Maybe it’s because crisis puts a priority on traditionally feminine strengths of team-building and people management skills that generate the confidence to tackle problems. Or maybe it’s just that the male candidates look at the balance sheet and say, nah, not this time. It often doesn’t turn out well, so they call it the glass cliff. Thatcher stepped off it and prospered, but for eight wobbly years it was a close-run thing. In the corporate sphere, women like Xerox’s Anne Mulcahy who turned the firm from junk share to investment status in three short years, have done it too.
But the great example is the German chancellor, Angela Merkel. It was she who had the courage to challenge Helmut Kohl after a scandal over party funding threatened to engulf the CDU in the late 1990s. She wrote an opinion piece for the Frankfurter Allgemeine Zeitung demanding change and said Kohl, her mentor and boss, was an “old warhorse” incapable of the new leadership the challenge demanded. She was party chairman within the year.
It’s a bit late for Cooper to reinvent herself as an aggressive iconoclast ready to challenge party orthodoxy now, and Kendall, who has made it her stock in trade, could scarcely be said to have prospered by it. But there is no one on the planet who thinks that one more heave will return Labour to office.

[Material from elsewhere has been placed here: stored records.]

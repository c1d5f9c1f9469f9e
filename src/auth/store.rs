use std::fs;
use std::path::{Path, PathBuf};
use std::sync::Mutex;

use chrono::{DateTime, Duration, Utc};
use ring::aead::{Aad, LessSafeKey, Nonce, UnboundKey, AES_256_GCM};
use ring::rand::{SecureRandom, SystemRandom};
use serde::{Deserialize, Serialize};
use tracing::{debug, warn};

use crate::error::MailError;

pub const TOKEN_CACHE_ENCRYPTION_KEY_ENV: &str = "MAILPRUNE_TOKEN_CACHE_KEY";
const TOKEN_CACHE_KEY_BYTES: usize = 32;
const TOKEN_CACHE_NONCE_BYTES: usize = 12;
const TOKEN_CACHE_ENVELOPE_VERSION: u8 = 1;
const EXPIRY_SKEW_SECONDS: i64 = 60;

/// OAuth material persisted between runs, in Google's "authorized user" layout.
#[derive(Debug, Clone, PartialEq, Eq, Serialize, Deserialize)]
pub struct StoredCredentials {
    #[serde(rename = "token")]
    pub access_token: String,
    #[serde(default, skip_serializing_if = "Option::is_none")]
    pub refresh_token: Option<String>,
    pub token_uri: String,
    pub client_id: String,
    #[serde(default)]
    pub client_secret: String,
    #[serde(default)]
    pub scopes: Vec<String>,
    #[serde(default, skip_serializing_if = "Option::is_none")]
    pub expiry: Option<DateTime<Utc>>,
}

impl StoredCredentials {
    /// A token without a recorded expiry is trusted until the service rejects it.
    pub fn is_expired_at(&self, now: DateTime<Utc>) -> bool {
        self.expiry
            .is_some_and(|expiry| expiry - Duration::seconds(EXPIRY_SKEW_SECONDS) <= now)
    }

    pub fn is_expired(&self) -> bool {
        self.is_expired_at(Utc::now())
    }

    pub fn can_refresh(&self) -> bool {
        self.refresh_token
            .as_deref()
            .is_some_and(|token| !token.trim().is_empty())
    }

    pub fn has_scope(&self, scope: &str) -> bool {
        self.scopes.is_empty() || self.scopes.iter().any(|granted| granted == scope)
    }
}

pub trait CredentialStore {
    fn load(&self) -> Result<Option<StoredCredentials>, MailError>;

    fn save(&self, credentials: &StoredCredentials) -> Result<(), MailError>;
}

/// Keeps credentials for the lifetime of the process only.
#[derive(Debug, Default)]
pub struct MemoryCredentialStore {
    credentials: Mutex<Option<StoredCredentials>>,
}

impl MemoryCredentialStore {
    pub fn new() -> Self {
        Self::default()
    }

    pub fn with_credentials(credentials: StoredCredentials) -> Self {
        Self {
            credentials: Mutex::new(Some(credentials)),
        }
    }

    pub fn snapshot(&self) -> Option<StoredCredentials> {
        self.credentials
            .lock()
            .map(|guard| guard.clone())
            .unwrap_or_else(|poisoned| poisoned.into_inner().clone())
    }
}

impl CredentialStore for MemoryCredentialStore {
    fn load(&self) -> Result<Option<StoredCredentials>, MailError> {
        Ok(self.snapshot())
    }

    fn save(&self, credentials: &StoredCredentials) -> Result<(), MailError> {
        let mut guard = self
            .credentials
            .lock()
            .unwrap_or_else(|poisoned| poisoned.into_inner());
        *guard = Some(credentials.clone());
        Ok(())
    }
}

/// JSON credential cache on disk, optionally sealed with AES-256-GCM.
#[derive(Debug, Clone)]
pub struct FileCredentialStore {
    path: PathBuf,
    encryption_key: Option<[u8; TOKEN_CACHE_KEY_BYTES]>,
}

impl FileCredentialStore {
    pub fn new(path: impl Into<PathBuf>) -> Self {
        Self {
            path: path.into(),
            encryption_key: None,
        }
    }

    pub fn with_encryption_key(mut self, key: [u8; TOKEN_CACHE_KEY_BYTES]) -> Self {
        self.encryption_key = Some(key);
        self
    }

    /// Builds the store, sealing it when `MAILPRUNE_TOKEN_CACHE_KEY` is set.
    pub fn from_env(path: impl Into<PathBuf>) -> Result<Self, MailError> {
        let store = Self::new(path);
        match token_cache_encryption_key()? {
            Some(key) => Ok(store.with_encryption_key(key)),
            None => Ok(store),
        }
    }

    fn write_raw(&self, contents: &str) -> Result<(), MailError> {
        if let Some(parent) = self.path.parent().filter(|p| !p.as_os_str().is_empty()) {
            fs::create_dir_all(parent)?;
        }
        fs::write(&self.path, contents)?;
        restrict_permissions(&self.path)?;
        Ok(())
    }
}

impl CredentialStore for FileCredentialStore {
    fn load(&self) -> Result<Option<StoredCredentials>, MailError> {
        if !self.path.exists() {
            return Ok(None);
        }
        let raw = fs::read_to_string(&self.path)?;

        if let Some(key) = &self.encryption_key {
            match decrypt_credentials(&raw, key) {
                Ok(credentials) => return Ok(Some(credentials)),
                Err(decrypt_error) => {
                    if let Ok(legacy) = serde_json::from_str::<StoredCredentials>(&raw) {
                        debug!("re-sealing plaintext token cache {}", self.path.display());
                        self.save(&legacy)?;
                        return Ok(Some(legacy));
                    }
                    warn!(
                        "discarding unreadable token cache {}: {decrypt_error}",
                        self.path.display()
                    );
                    return Ok(None);
                }
            }
        }

        match serde_json::from_str::<StoredCredentials>(&raw) {
            Ok(credentials) => Ok(Some(credentials)),
            Err(_) if serde_json::from_str::<EncryptedTokenEnvelope>(&raw).is_ok() => {
                Err(MailError::Config(format!(
                    "token cache {} is encrypted; set {TOKEN_CACHE_ENCRYPTION_KEY_ENV} to read it",
                    self.path.display()
                )))
            }
            Err(error) => {
                warn!(
                    "discarding unreadable token cache {}: {error}",
                    self.path.display()
                );
                Ok(None)
            }
        }
    }

    fn save(&self, credentials: &StoredCredentials) -> Result<(), MailError> {
        let contents = match &self.encryption_key {
            Some(key) => encrypt_credentials(credentials, key)?,
            None => serde_json::to_string_pretty(credentials)?,
        };
        self.write_raw(&contents)
    }
}

#[cfg(unix)]
fn restrict_permissions(path: &Path) -> Result<(), MailError> {
    use std::os::unix::fs::PermissionsExt;
    fs::set_permissions(path, fs::Permissions::from_mode(0o600))?;
    Ok(())
}

#[cfg(not(unix))]
fn restrict_permissions(_path: &Path) -> Result<(), MailError> {
    Ok(())
}

fn token_cache_encryption_key() -> Result<Option<[u8; TOKEN_CACHE_KEY_BYTES]>, MailError> {
    let raw = std::env::var(TOKEN_CACHE_ENCRYPTION_KEY_ENV)
        .ok()
        .map(|value| value.trim().to_string())
        .filter(|value| !value.is_empty());

    raw.map(|value| parse_token_cache_key_hex(&value))
        .transpose()
        .map_err(|error| {
            MailError::Config(format!(
                "{TOKEN_CACHE_ENCRYPTION_KEY_ENV} must be 64 hex characters (32 bytes): {error}"
            ))
        })
}

#[derive(Debug, Clone, Serialize, Deserialize)]
struct EncryptedTokenEnvelope {
    version: u8,
    nonce_hex: String,
    ciphertext_hex: String,
}

fn encrypt_credentials(
    credentials: &StoredCredentials,
    encryption_key: &[u8; TOKEN_CACHE_KEY_BYTES],
) -> Result<String, MailError> {
    let mut plaintext = serde_json::to_vec(credentials)?;
    let key = sealing_key(encryption_key)?;

    let mut nonce_bytes = [0u8; TOKEN_CACHE_NONCE_BYTES];
    SystemRandom::new()
        .fill(&mut nonce_bytes)
        .map_err(|_| MailError::Config("generate nonce for token cache".to_string()))?;

    key.seal_in_place_append_tag(
        Nonce::assume_unique_for_key(nonce_bytes),
        Aad::empty(),
        &mut plaintext,
    )
    .map_err(|_| MailError::Config("encrypt token cache".to_string()))?;

    let envelope = EncryptedTokenEnvelope {
        version: TOKEN_CACHE_ENVELOPE_VERSION,
        nonce_hex: hex_encode(&nonce_bytes),
        ciphertext_hex: hex_encode(&plaintext),
    };
    Ok(serde_json::to_string(&envelope)?)
}

fn decrypt_credentials(
    raw: &str,
    encryption_key: &[u8; TOKEN_CACHE_KEY_BYTES],
) -> Result<StoredCredentials, MailError> {
    let envelope: EncryptedTokenEnvelope = serde_json::from_str(raw)?;
    if envelope.version != TOKEN_CACHE_ENVELOPE_VERSION {
        return Err(MailError::Config(format!(
            "unsupported token envelope version {}",
            envelope.version
        )));
    }

    let nonce_bytes: [u8; TOKEN_CACHE_NONCE_BYTES] = hex_decode(&envelope.nonce_hex)?
        .try_into()
        .map_err(|_| MailError::Config("invalid nonce length in token envelope".to_string()))?;
    let mut ciphertext = hex_decode(&envelope.ciphertext_hex)?;

    let key = sealing_key(encryption_key)?;
    let plaintext = key
        .open_in_place(
            Nonce::assume_unique_for_key(nonce_bytes),
            Aad::empty(),
            &mut ciphertext,
        )
        .map_err(|_| MailError::Config("decrypt token cache".to_string()))?;

    Ok(serde_json::from_slice(plaintext)?)
}

fn sealing_key(encryption_key: &[u8; TOKEN_CACHE_KEY_BYTES]) -> Result<LessSafeKey, MailError> {
    let unbound = UnboundKey::new(&AES_256_GCM, encryption_key)
        .map_err(|_| MailError::Config("construct AES-256-GCM key".to_string()))?;
    Ok(LessSafeKey::new(unbound))
}

pub fn parse_token_cache_key_hex(raw: &str) -> Result<[u8; TOKEN_CACHE_KEY_BYTES], MailError> {
    hex_decode(raw)?
        .try_into()
        .map_err(|_| MailError::Config("token cache key must be 32 bytes".to_string()))
}

fn hex_encode(bytes: &[u8]) -> String {
    const HEX: &[u8; 16] = b"0123456789abcdef";
    let mut out = String::with_capacity(bytes.len() * 2);
    for byte in bytes {
        out.push(HEX[(byte >> 4) as usize] as char);
        out.push(HEX[(byte & 0x0f) as usize] as char);
    }
    out
}

fn hex_decode(raw: &str) -> Result<Vec<u8>, MailError> {
    let bytes = raw.trim().as_bytes();
    if bytes.len() % 2 != 0 {
        return Err(MailError::Config("hex string length must be even".to_string()));
    }

    bytes
        .chunks(2)
        .map(|pair| match (decode_hex_nibble(pair[0]), decode_hex_nibble(pair[1])) {
            (Some(hi), Some(lo)) => Ok((hi << 4) | lo),
            _ => Err(MailError::Config("invalid hex digit".to_string())),
        })
        .collect()
}

fn decode_hex_nibble(byte: u8) -> Option<u8> {
    match byte {
        b'0'..=b'9' => Some(byte - b'0'),
        b'a'..=b'f' => Some(byte - b'a' + 10),
        b'A'..=b'F' => Some(byte - b'A' + 10),
        _ => None,
    }
}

This is only a guess, but all the evidence tells us that however progressive their policies, old parties of the left are in the grip of creaky, outdated institutional structures – too easily dominated by men, too hostile to women – to create a culture that encourages women to flourish. Labour needs radicalism, innovation, a sense of excitement, a different style of engagement. Just the moment to send for a woman.